Practical negotiation points: keep nonexclusive clauses narrow, require active development within X months, and preserve digital merchandising rights unless you receive adequate compensation. Always maintain reversion triggers tied to inactivity.
8. Package development attachments and funding routes
Orangery’s model is instructive: they are a transmedia studio that bundles IP, development resources and production know-how. You can do scaled-down versions of this approach.
- Attach a showrunner or writer with TV credits for dramatic adaptations.
- Secure a director or visual artist for a short proof-of-concept and list them in the deck.
- Explore mixed funding: publisher advances, private equity for IP studios, grants, or crowdfunding and micro-drop styles for initial motion assets.
- Pursue brand partnerships and sponsorships for transmedia expansions — comics to branded podcasts or web series.
Tip: agencies like WME can unlock talent and buyers once you have clean rights and a ready package.

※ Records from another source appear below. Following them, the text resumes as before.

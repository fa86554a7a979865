//! Lexical analysis
use smol_str::SmolStr;

use super::{
    cursor::{Cursor, EOF_BYTE},
    tokens::{Keyword, Token, TokenKind},
};
use crate::error::{LexError, LexErrorKind};

pub struct Lexer<'a> {
    /// Byte scanner
    cursor: Cursor<'a>,
    /// Keep a reference to the source so the parser can render
    /// diagnostics with the offending line.
    original: &'a str,
    /// Reusable scratch buffer for multi-byte tokens.
    buf: Vec<u8>,
}

impl<'a> Lexer<'a> {
    pub fn new(source_code: &'a str) -> Self {
        Self {
            cursor: Cursor::new(source_code),
            original: source_code,
            buf: Vec::new(),
        }
    }

    /// Original source code that was passed in during construction.
    pub fn source_code(&self) -> &'a str {
        self.original
    }

    /// Scan the source bytes and construct the next token.
    ///
    /// ## Implementation
    ///
    /// Each iteration starts by erasing whitespace and comments, in
    /// alternation, until the cursor rests on a byte that can start a
    /// token. The first byte then decides the token family: symbol,
    /// string constant, keyword-or-identifier word, or integer word.
    ///
    /// Once the source is exhausted an [`TokenKind::Eof`] token is
    /// returned; its position is one column past the last byte.
    pub fn next_token(&mut self) -> Result<Token, LexError> {
        self.skip_trivia()?;

        let byte = match self.cursor.next_byte() {
            Some(byte) => byte,
            None => return Ok(self.make_eof_token()),
        };

        // The cursor now sits on the token's first byte.
        let line = self.cursor.line();
        let column = self.cursor.column();

        if let Some(kind) = TokenKind::from_symbol(byte) {
            let value = SmolStr::from(String::from(byte as char));
            return Ok(Token {
                kind,
                value,
                line,
                column,
            });
        }

        match byte {
            b'"' => self.read_string(line, column),
            b'_' | b'a'..=b'z' | b'A'..=b'Z' => {
                let word = self.read_word(byte);
                let kind = match Keyword::parse(&word) {
                    Some(keyword) => TokenKind::Keyword(keyword),
                    None => TokenKind::Ident,
                };
                Ok(Token {
                    kind,
                    value: word,
                    line,
                    column,
                })
            }
            b'0'..=b'9' => {
                let word = self.read_word(byte);
                Ok(Token {
                    kind: TokenKind::IntConst,
                    value: word,
                    line,
                    column,
                })
            }
            _ => Err(LexError {
                kind: LexErrorKind::UnexpectedByte(byte),
                line,
                column,
            }),
        }
    }

    /// Erase whitespace and comments, alternating until the next byte
    /// is neither.
    fn skip_trivia(&mut self) -> Result<(), LexError> {
        loop {
            match self.cursor.peek_byte() {
                b' ' | b'\t' | b'\r' | b'\n' => {
                    self.cursor.next_byte();
                }
                b'/' => match self.cursor.peek_byte2() {
                    b'/' => self.skip_line_comment(),
                    b'*' => self.skip_block_comment()?,
                    // A lone slash is the division symbol.
                    _ => return Ok(()),
                },
                _ => return Ok(()),
            }
        }
    }

    /// Erase a `//` comment up to and including the trailing newline.
    fn skip_line_comment(&mut self) {
        debug_assert_eq!(self.cursor.peek_byte(), b'/');

        while let Some(byte) = self.cursor.next_byte() {
            if byte == b'\n' {
                break;
            }
        }
    }

    /// Erase a `/* ... */` comment. Nested blocks are not supported.
    fn skip_block_comment(&mut self) -> Result<(), LexError> {
        debug_assert_eq!(self.cursor.peek_byte(), b'/');
        debug_assert_eq!(self.cursor.peek_byte2(), b'*');

        self.cursor.next_byte();
        self.cursor.next_byte();

        loop {
            match self.cursor.next_byte() {
                Some(b'*') if self.cursor.peek_byte() == b'/' => {
                    self.cursor.next_byte();
                    return Ok(());
                }
                Some(_) => {}
                None => return Err(self.eof_error()),
            }
        }
    }

    /// Read a string constant. The opening quote has been consumed;
    /// the closing quote is consumed but excluded from the value.
    /// Embedded newlines are allowed and tracked by the cursor.
    fn read_string(&mut self, line: u32, column: u32) -> Result<Token, LexError> {
        self.buf.clear();

        loop {
            match self.cursor.next_byte() {
                Some(b'"') => break,
                Some(byte) => self.buf.push(byte),
                None => return Err(self.eof_error()),
            }
        }

        Ok(Token {
            kind: TokenKind::StrConst,
            value: self.take_buf(),
            line,
            column,
        })
    }

    /// Accumulate a word starting with the given byte. Words stop at
    /// whitespace, newline, a symbol byte, or end of source.
    fn read_word(&mut self, first: u8) -> SmolStr {
        self.buf.clear();
        self.buf.push(first);

        loop {
            match self.cursor.peek_byte() {
                EOF_BYTE if self.cursor.at_end() => break,
                b' ' | b'\t' | b'\r' | b'\n' => break,
                byte if TokenKind::is_symbol_byte(byte) => break,
                _ => {
                    if let Some(byte) = self.cursor.next_byte() {
                        self.buf.push(byte);
                    }
                }
            }
        }

        self.take_buf()
    }

    fn take_buf(&mut self) -> SmolStr {
        SmolStr::from(String::from_utf8_lossy(&self.buf))
    }

    fn make_eof_token(&self) -> Token {
        Token {
            kind: TokenKind::Eof,
            value: SmolStr::default(),
            line: self.cursor.line(),
            column: self.cursor.column() + 1,
        }
    }

    fn eof_error(&self) -> LexError {
        LexError {
            kind: LexErrorKind::UnexpectedEof,
            line: self.cursor.line(),
            column: self.cursor.column() + 1,
        }
    }
}

impl<'a> IntoIterator for Lexer<'a> {
    type Item = Result<Token, LexError>;
    type IntoIter = LexerIter<'a>;

    fn into_iter(self) -> Self::IntoIter {
        LexerIter {
            lexer: self,
            done: false,
        }
    }
}

/// Convenience iterator that wraps the lexer.
///
/// Emits the final [`TokenKind::Eof`] token once, then fuses. An
/// error also fuses the iterator, matching the first-error-aborts
/// policy of the surrounding pipeline.
#[must_use = "iterators are lazy and do nothing unless consumed"]
pub struct LexerIter<'a> {
    lexer: Lexer<'a>,
    done: bool,
}

impl<'a> Iterator for LexerIter<'a> {
    type Item = Result<Token, LexError>;

    fn next(&mut self) -> Option<Self::Item> {
        if self.done {
            return None;
        }

        match self.lexer.next_token() {
            Ok(token) => {
                if token.kind == TokenKind::Eof {
                    self.done = true;
                }
                Some(Ok(token))
            }
            Err(err) => {
                self.done = true;
                Some(Err(err))
            }
        }
    }
}

#[cfg(test)]
mod test {
    use super::*;

    fn lex(source: &str) -> Vec<Token> {
        Lexer::new(source)
            .into_iter()
            .map(|result| result.expect("lexical error"))
            .filter(|token| token.kind != TokenKind::Eof)
            .collect()
    }

    fn kinds_and_values(source: &str) -> Vec<(TokenKind, String)> {
        lex(source)
            .into_iter()
            .map(|token| (token.kind, token.value.to_string()))
            .collect()
    }

    #[test]
    fn test_simple_tokens() {
        use TokenKind as TK;

        let cases: &[(&str, TokenKind, &str)] = &[
            ("class", TK::Keyword(Keyword::Class), "class"),
            ("a", TK::Ident, "a"),
            ("id", TK::Ident, "id"),
            ("+", TK::Plus, "+"),
            ("0", TK::IntConst, "0"),
            ("100", TK::IntConst, "100"),
            ("\"string\"", TK::StrConst, "string"),
        ];

        for (source, kind, value) in cases {
            let tokens = lex(source);
            assert_eq!(tokens.len(), 1, "{source}");
            assert_eq!(tokens[0].kind, *kind, "{source}");
            assert_eq!(tokens[0].value, *value, "{source}");
        }
    }

    #[test]
    fn test_multi_tokens() {
        use TokenKind as TK;

        let got = kinds_and_values("class MyClass();");
        let want = vec![
            (TK::Keyword(Keyword::Class), "class".to_string()),
            (TK::Ident, "MyClass".to_string()),
            (TK::LeftParen, "(".to_string()),
            (TK::RightParen, ")".to_string()),
            (TK::Semicolon, ";".to_string()),
        ];
        assert_eq!(got, want);
    }

    #[test]
    fn test_whitespace_skipping() {
        let cases = [
            "\n\n\nclass\n\n\n;\n\n\n",
            "   class;  ",
            "\t\tclass;\t\t",
            "\t   class   ; \t ",
        ];

        for source in cases {
            let got = kinds_and_values(source);
            assert_eq!(
                got,
                vec![
                    (TokenKind::Keyword(Keyword::Class), "class".to_string()),
                    (TokenKind::Semicolon, ";".to_string()),
                ],
                "{source:?}"
            );
        }
    }

    #[test]
    fn test_comment_skipping() {
        let cases = [
            "// Comment1\n // Comment2\n class //Comment3\n",
            "// class\n class // class",
            "/* One Line */\n/** *** */\n/*one\ntwo*/\nclass",
            "// Inline comment\n /* Multi line\ncomment */ \n class // Inline",
        ];

        for source in cases {
            let got = kinds_and_values(source);
            assert_eq!(
                got,
                vec![(TokenKind::Keyword(Keyword::Class), "class".to_string())],
                "{source:?}"
            );
        }
    }

    #[test]
    fn test_positions_are_one_based() {
        let source = "class Main {\n  function void main() {\n  }\n}\n";
        for token in lex(source) {
            assert!(token.line >= 1, "{token:?}");
            assert!(token.column >= 1, "{token:?}");
        }
    }

    #[test]
    fn test_token_positions() {
        let tokens = lex("let x;\nlet y;");

        // `let` on line 1 starts at column 1, `x` at column 5.
        assert_eq!((tokens[0].line, tokens[0].column), (1, 1));
        assert_eq!((tokens[1].line, tokens[1].column), (1, 5));
        // Second statement sits on line 2 again at column 1.
        assert_eq!((tokens[3].line, tokens[3].column), (2, 1));
    }

    #[test]
    fn test_string_with_newline_tracks_lines() {
        let tokens = lex("\"a\nb\" x");

        assert_eq!(tokens[0].kind, TokenKind::StrConst);
        assert_eq!(tokens[0].value, "a\nb");
        assert_eq!((tokens[0].line, tokens[0].column), (1, 1));
        // The identifier after the literal is on line 2.
        assert_eq!(tokens[1].line, 2);
    }

    #[test]
    fn test_unterminated_string() {
        let mut lexer = Lexer::new("\"abc");
        let err = lexer.next_token().unwrap_err();
        assert!(matches!(err.kind, LexErrorKind::UnexpectedEof));
    }

    #[test]
    fn test_unterminated_block_comment() {
        let mut lexer = Lexer::new("/* abc\ndef");
        let err = lexer.next_token().unwrap_err();
        assert!(matches!(err.kind, LexErrorKind::UnexpectedEof));
        assert_eq!(err.line, 2);
    }

    #[test]
    fn test_unexpected_byte() {
        let mut lexer = Lexer::new("  ?");
        let err = lexer.next_token().unwrap_err();
        assert!(matches!(err.kind, LexErrorKind::UnexpectedByte(b'?')));
        assert_eq!((err.line, err.column), (1, 3));
    }

    #[test]
    fn test_leading_zero_integer() {
        let tokens = lex("007");
        assert_eq!(tokens[0].kind, TokenKind::IntConst);
        assert_eq!(tokens[0].value, "007");
    }

    #[test]
    fn test_slash_is_division_not_comment() {
        use TokenKind as TK;

        let got = kinds_and_values("a / b");
        assert_eq!(
            got,
            vec![
                (TK::Ident, "a".to_string()),
                (TK::Slash, "/".to_string()),
                (TK::Ident, "b".to_string()),
            ]
        );
    }
}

Present yourself as the glue that organizes IP, creative, and commercial partners.
9. Plan post-signing monetisation and distribution
An agent will ask, 'How will we make money and when?' Have a clear rollout plan for formats and revenue streams.

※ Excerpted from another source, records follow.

//! Syntactic analysis: recursive descent over the token stream.
pub mod ast;

use self::ast::*;
use crate::{
    error::{JackError, JackResult, ParseError},
    lex::{Keyword, Lexer, Token, TokenKind, TokenStream},
};

/// Recursive-descent parser with two tokens of look ahead.
///
/// One method per grammar production. The first unexpected token
/// aborts the parse; no recovery is attempted.
pub struct Parser<'a> {
    stream: TokenStream<'a>,
}

impl<'a> Parser<'a> {
    pub fn new(lexer: Lexer<'a>) -> Self {
        Self {
            stream: TokenStream::new(lexer),
        }
    }

    /// Parse a complete source file: one class, then end of file.
    pub fn parse(mut self) -> JackResult<Class> {
        let class = self.parse_class()?;
        self.stream.consume(TokenKind::Eof)?;
        Ok(class)
    }

    #[inline(never)]
    #[cold]
    fn error(&self, token: &Token, message: impl ToString) -> JackError {
        ParseError::new(self.stream.source_code(), token, message).into()
    }

    /// Build an error anchored at the next unconsumed token.
    fn error_at_peek(&mut self, message: &str) -> JackError {
        match self.stream.peek() {
            Ok(token) => {
                let token = token.clone();
                self.error(&token, message)
            }
            Err(err) => err,
        }
    }

    #[inline]
    fn peek_kind(&mut self) -> JackResult<TokenKind> {
        Ok(self.stream.peek()?.kind)
    }

    #[inline]
    fn peek_second_kind(&mut self) -> JackResult<TokenKind> {
        Ok(self.stream.peek_second()?.kind)
    }
}

/// Grammar productions.
impl<'a> Parser<'a> {
    /// `'class' IDENT '{' classVarDec* subroutineDec* '}'`
    fn parse_class(&mut self) -> JackResult<Class> {
        use Keyword as K;
        use TokenKind as TK;

        self.stream.consume(TK::Keyword(K::Class))?;
        let name = self.stream.consume(TK::Ident)?;
        self.stream.consume(TK::LeftBrace)?;

        let mut var_decs = Vec::new();
        while matches!(self.peek_kind()?, TK::Keyword(K::Static | K::Field)) {
            var_decs.push(self.parse_class_var_dec()?);
        }

        let mut subroutines = Vec::new();
        while matches!(
            self.peek_kind()?,
            TK::Keyword(K::Constructor | K::Function | K::Method)
        ) {
            subroutines.push(self.parse_subroutine_dec()?);
        }

        self.stream.consume(TK::RightBrace)?;

        Ok(Class {
            name,
            var_decs,
            subroutines,
        })
    }

    /// `('static'|'field') type varName (',' varName)* ';'`
    fn parse_class_var_dec(&mut self) -> JackResult<ClassVarDec> {
        let kind = self.stream.next_token()?;
        let var_type = self.parse_type()?;
        let names = self.parse_name_list()?;

        Ok(ClassVarDec {
            kind,
            var_type,
            names,
        })
    }

    /// `IDENT (',' IDENT)* ';'`
    fn parse_name_list(&mut self) -> JackResult<Vec<Token>> {
        let mut names = vec![self.stream.consume(TokenKind::Ident)?];
        while self.stream.match_token(TokenKind::Comma) {
            names.push(self.stream.consume(TokenKind::Ident)?);
        }
        self.stream.consume(TokenKind::Semicolon)?;
        Ok(names)
    }

    /// `'int'|'char'|'boolean'|IDENT`
    ///
    /// The identifier `bool` is rejected; the boolean type keyword is
    /// `boolean` and nothing else.
    fn parse_type(&mut self) -> JackResult<Token> {
        use Keyword as K;
        use TokenKind as TK;

        let token = self.stream.peek()?.clone();
        match token.kind {
            TK::Keyword(K::Int | K::Char | K::Boolean) => self.stream.next_token(),
            TK::Ident if token.value == "bool" => Err(self.error(
                &token,
                "unknown type 'bool'; the boolean type is spelled 'boolean'",
            )),
            TK::Ident => self.stream.next_token(),
            _ => Err(self.error(&token, "expected a type")),
        }
    }

    /// `('constructor'|'function'|'method') ('void'|type) IDENT
    ///  '(' parameterList ')' subroutineBody`
    fn parse_subroutine_dec(&mut self) -> JackResult<SubroutineDec> {
        use Keyword as K;
        use TokenKind as TK;

        let kind = self.stream.next_token()?;

        let return_type = if self.peek_kind()? == TK::Keyword(K::Void) {
            self.stream.next_token()?
        } else {
            self.parse_type()?
        };

        let name = self.stream.consume(TK::Ident)?;
        self.stream.consume(TK::LeftParen)?;
        let params = self.parse_parameter_list()?;
        self.stream.consume(TK::RightParen)?;
        let body = self.parse_subroutine_body()?;

        Ok(SubroutineDec {
            kind,
            return_type,
            name,
            params,
            body,
        })
    }

    /// `( type IDENT (',' type IDENT)* )?`
    fn parse_parameter_list(&mut self) -> JackResult<ParameterList> {
        let mut params = ParameterList::default();

        if self.peek_kind()? == TokenKind::RightParen {
            return Ok(params);
        }

        loop {
            let var_type = self.parse_type()?;
            let var_name = self.stream.consume(TokenKind::Ident)?;
            params.add(var_type, var_name);

            if !self.stream.match_token(TokenKind::Comma) {
                break;
            }
        }

        Ok(params)
    }

    /// `'{' varDec* statements '}'`
    fn parse_subroutine_body(&mut self) -> JackResult<SubroutineBody> {
        use Keyword as K;
        use TokenKind as TK;

        self.stream.consume(TK::LeftBrace)?;

        let mut var_decs = Vec::new();
        while self.peek_kind()? == TK::Keyword(K::Var) {
            var_decs.push(self.parse_var_dec()?);
        }

        let statements = self.parse_statements()?;
        self.stream.consume(TK::RightBrace)?;

        Ok(SubroutineBody {
            var_decs,
            statements,
        })
    }

    /// `'var' type varName (',' varName)* ';'`
    fn parse_var_dec(&mut self) -> JackResult<VarDec> {
        self.stream.consume(TokenKind::Keyword(Keyword::Var))?;
        let var_type = self.parse_type()?;
        let names = self.parse_name_list()?;

        Ok(VarDec { var_type, names })
    }

    /// Zero or more statements, up to the closing brace.
    fn parse_statements(&mut self) -> JackResult<Statements> {
        use Keyword as K;
        use TokenKind as TK;

        let mut statements = Statements::default();

        loop {
            let statement = match self.peek_kind()? {
                TK::Keyword(K::Let) => Statement::Let(self.parse_let_statement()?),
                TK::Keyword(K::If) => Statement::If(self.parse_if_statement()?),
                TK::Keyword(K::While) => Statement::While(self.parse_while_statement()?),
                TK::Keyword(K::Do) => Statement::Do(self.parse_do_statement()?),
                TK::Keyword(K::Return) => Statement::Return(self.parse_return_statement()?),
                TK::RightBrace => break,
                _ => return Err(self.error_at_peek("expected a statement")),
            };
            statements.list.push(statement);
        }

        Ok(statements)
    }

    /// `'let' IDENT ('[' expression ']')? '=' expression ';'`
    fn parse_let_statement(&mut self) -> JackResult<LetStatement> {
        use TokenKind as TK;

        self.stream.consume(TK::Keyword(Keyword::Let))?;
        let var_name = self.stream.consume(TK::Ident)?;

        let index = if self.stream.match_token(TK::LeftBracket) {
            let expr = self.parse_expression()?;
            self.stream.consume(TK::RightBracket)?;
            Some(expr)
        } else {
            None
        };

        self.stream.consume(TK::Eq)?;
        let value = self.parse_expression()?;
        self.stream.consume(TK::Semicolon)?;

        Ok(LetStatement {
            var_name,
            index,
            value,
        })
    }

    /// `'if' '(' expression ')' '{' statements '}'
    ///  ('else' '{' statements '}')?`
    fn parse_if_statement(&mut self) -> JackResult<IfStatement> {
        use Keyword as K;
        use TokenKind as TK;

        self.stream.consume(TK::Keyword(K::If))?;
        self.stream.consume(TK::LeftParen)?;
        let condition = self.parse_expression()?;
        self.stream.consume(TK::RightParen)?;
        self.stream.consume(TK::LeftBrace)?;
        let then_branch = self.parse_statements()?;
        self.stream.consume(TK::RightBrace)?;

        let else_branch = if self.stream.match_token(TK::Keyword(K::Else)) {
            self.stream.consume(TK::LeftBrace)?;
            let statements = self.parse_statements()?;
            self.stream.consume(TK::RightBrace)?;
            Some(statements)
        } else {
            None
        };

        Ok(IfStatement {
            condition,
            then_branch,
            else_branch,
        })
    }

    /// `'while' '(' expression ')' '{' statements '}'`
    fn parse_while_statement(&mut self) -> JackResult<WhileStatement> {
        use TokenKind as TK;

        self.stream.consume(TK::Keyword(Keyword::While))?;
        self.stream.consume(TK::LeftParen)?;
        let condition = self.parse_expression()?;
        self.stream.consume(TK::RightParen)?;
        self.stream.consume(TK::LeftBrace)?;
        let body = self.parse_statements()?;
        self.stream.consume(TK::RightBrace)?;

        Ok(WhileStatement { condition, body })
    }

    /// `'do' subroutineCall ';'`
    fn parse_do_statement(&mut self) -> JackResult<DoStatement> {
        self.stream.consume(TokenKind::Keyword(Keyword::Do))?;
        let call = self.parse_subroutine_call()?;
        self.stream.consume(TokenKind::Semicolon)?;

        Ok(DoStatement { call })
    }

    /// `'return' expression? ';'`
    fn parse_return_statement(&mut self) -> JackResult<ReturnStatement> {
        self.stream.consume(TokenKind::Keyword(Keyword::Return))?;

        let expr = if self.peek_kind()? == TokenKind::Semicolon {
            None
        } else {
            Some(self.parse_expression()?)
        };

        self.stream.consume(TokenKind::Semicolon)?;

        Ok(ReturnStatement { expr })
    }

    /// `term (op term)*`
    ///
    /// The chain is flat and strictly left-associative; there is no
    /// operator precedence in this language.
    fn parse_expression(&mut self) -> JackResult<Expression> {
        let term = self.parse_term()?;

        let mut rest = Vec::new();
        while is_binary_op(self.peek_kind()?) {
            let op = self.stream.next_token()?;
            let term = self.parse_term()?;
            rest.push((op, term));
        }

        Ok(Expression { term, rest })
    }

    /// On an identifier the second look-ahead token decides the term:
    /// `[` for an array access, `(` or `.` for a call, anything else
    /// for a plain variable reference.
    fn parse_term(&mut self) -> JackResult<Term> {
        use Keyword as K;
        use TokenKind as TK;

        match self.peek_kind()? {
            TK::IntConst => Ok(Term::IntConst(self.stream.next_token()?)),
            TK::StrConst => Ok(Term::StrConst(self.stream.next_token()?)),
            TK::Keyword(K::True | K::False | K::Null) => {
                Ok(Term::KeywordConst(self.stream.next_token()?))
            }
            TK::Keyword(K::This) => Ok(Term::This(self.stream.next_token()?)),
            TK::Minus | TK::Tilde => {
                let op = self.stream.next_token()?;
                let term = self.parse_term()?;
                Ok(Term::Unary(op, Box::new(term)))
            }
            TK::LeftParen => {
                self.stream.next_token()?;
                let expr = self.parse_expression()?;
                self.stream.consume(TK::RightParen)?;
                Ok(Term::Paren(Box::new(expr)))
            }
            TK::Ident => match self.peek_second_kind()? {
                TK::LeftBracket => {
                    let name = self.stream.next_token()?;
                    self.stream.consume(TK::LeftBracket)?;
                    let index = self.parse_expression()?;
                    self.stream.consume(TK::RightBracket)?;
                    Ok(Term::Array(name, Box::new(index)))
                }
                TK::LeftParen | TK::Dot => {
                    Ok(Term::Call(Box::new(self.parse_subroutine_call()?)))
                }
                _ => Ok(Term::Var(self.stream.next_token()?)),
            },
            _ => Err(self.error_at_peek("expected a term")),
        }
    }

    /// `IDENT ('.' IDENT)? '(' expressionList ')'`
    fn parse_subroutine_call(&mut self) -> JackResult<SubroutineCall> {
        use TokenKind as TK;

        let first = self.stream.consume(TK::Ident)?;

        let (prefix, name) = if self.stream.match_token(TK::Dot) {
            (Some(first), self.stream.consume(TK::Ident)?)
        } else {
            (None, first)
        };

        self.stream.consume(TK::LeftParen)?;
        let args = self.parse_expression_list()?;
        self.stream.consume(TK::RightParen)?;

        Ok(SubroutineCall { prefix, name, args })
    }

    /// `( expression (',' expression)* )?`
    fn parse_expression_list(&mut self) -> JackResult<ExpressionList> {
        let mut list = ExpressionList::default();

        if self.peek_kind()? == TokenKind::RightParen {
            return Ok(list);
        }

        list.exprs.push(self.parse_expression()?);
        while self.stream.match_token(TokenKind::Comma) {
            list.exprs.push(self.parse_expression()?);
        }

        Ok(list)
    }
}

/// Binary operator set: `+ - * / & | < > =`.
fn is_binary_op(kind: TokenKind) -> bool {
    use TokenKind as TK;
    matches!(
        kind,
        TK::Plus
            | TK::Minus
            | TK::Star
            | TK::Slash
            | TK::Amp
            | TK::Pipe
            | TK::Less
            | TK::Greater
            | TK::Eq
    )
}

- Phase 1: Development assets and attached talent — aim for an option or first-look with a buyer.
- Phase 2: Production and release — streaming deals, AVOD/FAST windows, festival play, or linear sales.
- Phase 3: Ancillary monetisation — merchandising, licensing, games, audio adaptations, international translation deals.
- Phase 4: Subscription and direct monetisation — creator subscriptions, digital serialisation, collectors editions, premium back-issue drops.
Include financial scenarios in the deck: conservative, likely, and upside. Agents respond to realistic projections backed by data.
Advanced strategies and 2026 trends to use as leverage
Use these trends to sharpen your pitch and show you are operating with a 2026 playbook.
- Data-driven packaging: use reader cohorts and retention curves to forecast conversion into viewers and merch buyers. Agencies now expect this sophistication — consider edge indexing and collaborative filing tools to present clean data: file & data playbook.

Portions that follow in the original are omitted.